There is some internal Geisinger funding. There is some funding through their collaboration with Regeneron. And then a couple of federal initiatives that they already have funded and a couple that investigators there have been applying for. But we are currently applying for additional funding. Penn State is also enthusiastic about recruiting people to work on this project.
You'll obviously be working with a lot of data so what sort of infrastructure do you have in place for handling it? Do you foresee having to beef up your hardware?
Right now, a lot of the infrastructure for the association analyses ... [is] in the cloud. And that is actually giving us a huge ramp up space because ... the opportunity to increase that above and beyond where we are will be a lot more readily available than building it all in house. We do have some in-house high-performance computing and data storage and that's certainly been what has kept things going through the GWAS data and for all the EHR data. But once we get into these PheWAS studies with the whole exome data, we really need cloud resources for both the computing and the storage. That's where we are emphasizing our infrastructure efforts right now.
What about software?
So far, most of what we've done has been leveraging open source and some of these packages are things that my lab has actually developed for doing these types of analyses. We are starting a lot of conversations with some commercial companies to see [whether] there some things that they can provide that are not available in the open source community that we would need [or whether] that would make things go much faster and more efficiently if we have the commercial package. But we haven't committed to any of those yet.
A lot of the analyses [on these datasets] that you'd want to do are kind of one-off so it's very hard when you don't have access to the source to make the changes that you need to kind of tweak the analysis to exactly what you want.

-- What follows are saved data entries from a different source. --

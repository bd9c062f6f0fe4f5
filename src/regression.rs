//! Log-log least-squares regression backing the power-law fits.

use crate::error::{FitError, Result};

/// Denominator magnitude below which the regression is considered degenerate.
pub const COLLINEARITY_EPSILON: f64 = 1e-12;

/// Result of an ordinary least-squares fit in log-log space.
#[derive(Debug, Clone, Copy, PartialEq)]
pub struct LogLogFit {
    pub slope: f64,
    pub intercept: f64,
}

impl LogLogFit {
    /// The power-law scale parameter, `exp(intercept)`.
    pub fn scale(&self) -> f64 {
        self.intercept.exp()
    }
}

/// Fit `ln(v) = slope * ln(t) + intercept` by ordinary least squares.
///
/// Points are `(t, v)` pairs with both coordinates strictly positive.
/// Fails with [`FitError::CollinearInput`] when fewer than two distinct
/// abscissae remain, which covers both too-few-points and numerically
/// degenerate inputs. No rounding happens here; only display layers round.
pub fn fit_log_log(points: &[(f64, f64)]) -> Result<LogLogFit> {
    let n = points.len() as f64;
    let mut sx = 0.0;
    let mut sy = 0.0;
    let mut sxy = 0.0;
    let mut sx2 = 0.0;

    for &(t, v) in points {
        let x = t.ln();
        let y = v.ln();
        sx += x;
        sy += y;
        sxy += x * y;
        sx2 += x * x;
    }

    let denominator = n * sx2 - sx * sx;
    if denominator.abs() < COLLINEARITY_EPSILON {
        return Err(FitError::CollinearInput);
    }

    let slope = (n * sxy - sx * sy) / denominator;
    let intercept = (sy - slope * sx) / n;

    Ok(LogLogFit { slope, intercept })
}

#[cfg(test)]
mod tests {
    use super::*;

    #[test]
    fn test_two_points_fit_exactly() {
        // v = 10 * t^-0.5 passes through (4, 5) and (100, 1)
        let points = [(4.0, 5.0), (100.0, 1.0)];
        let fit = fit_log_log(&points).unwrap();
        assert!((fit.slope - (-0.5)).abs() < 1e-9);
        assert!((fit.scale() - 10.0).abs() < 1e-9);
    }

    #[test]
    fn test_residuals_balance_on_three_points() {
        let points = [(300.0, 4.5), (600.0, 4.25), (900.0, 4.1667)];
        let fit = fit_log_log(&points).unwrap();
        // least squares: residuals in log space must sum to ~0
        let residual_sum: f64 = points
            .iter()
            .map(|&(t, v)| v.ln() - (fit.slope * t.ln() + fit.intercept))
            .sum();
        assert!(residual_sum.abs() < 1e-9);
    }

    #[test]
    fn test_identical_abscissae_are_collinear() {
        let points = [(240.0, 400.0), (240.0, 350.0)];
        assert_eq!(fit_log_log(&points), Err(FitError::CollinearInput));
    }

    #[test]
    fn test_single_point_is_collinear() {
        assert_eq!(fit_log_log(&[(240.0, 400.0)]), Err(FitError::CollinearInput));
    }

    #[test]
    fn test_empty_input_is_collinear() {
        assert_eq!(fit_log_log(&[]), Err(FitError::CollinearInput));
    }
}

It's very hard with some commercial packages to get it to do exactly what you want uniquely for each question that you are asking.
What sort of analyses needs might be best served by commercial packages?
Finding computationally efficient strategies for doing some of the interaction modeling, the gene-gene and gene-environment interactions, and the pathway and network effects, those are going to be really important. We can do main effects analyses very routinely and robustly with the tools that we have and those are pretty fast even for whole-genome data. Once you get into the combinatorics of looking at sets of genes and sets of variants, you really need highly parallel, efficient algorithms to search that space effectively. We have tools that will do it that are open source but if there are commercial tools that will do it more efficiently and allow us to search more of the data that would be advantageous.
Anything else you'd like to add as we wrap up?
I really want to emphasize that I am viewing this as a great opportunity for both Geisinger and Penn State. I'm trying to build a bridge between the two entities so that we can do more amazing science. Geisinger has this huge clinical resource and there's so much data available and Penn State has this huge data science team and lots of people in genomics. It's a perfect combination.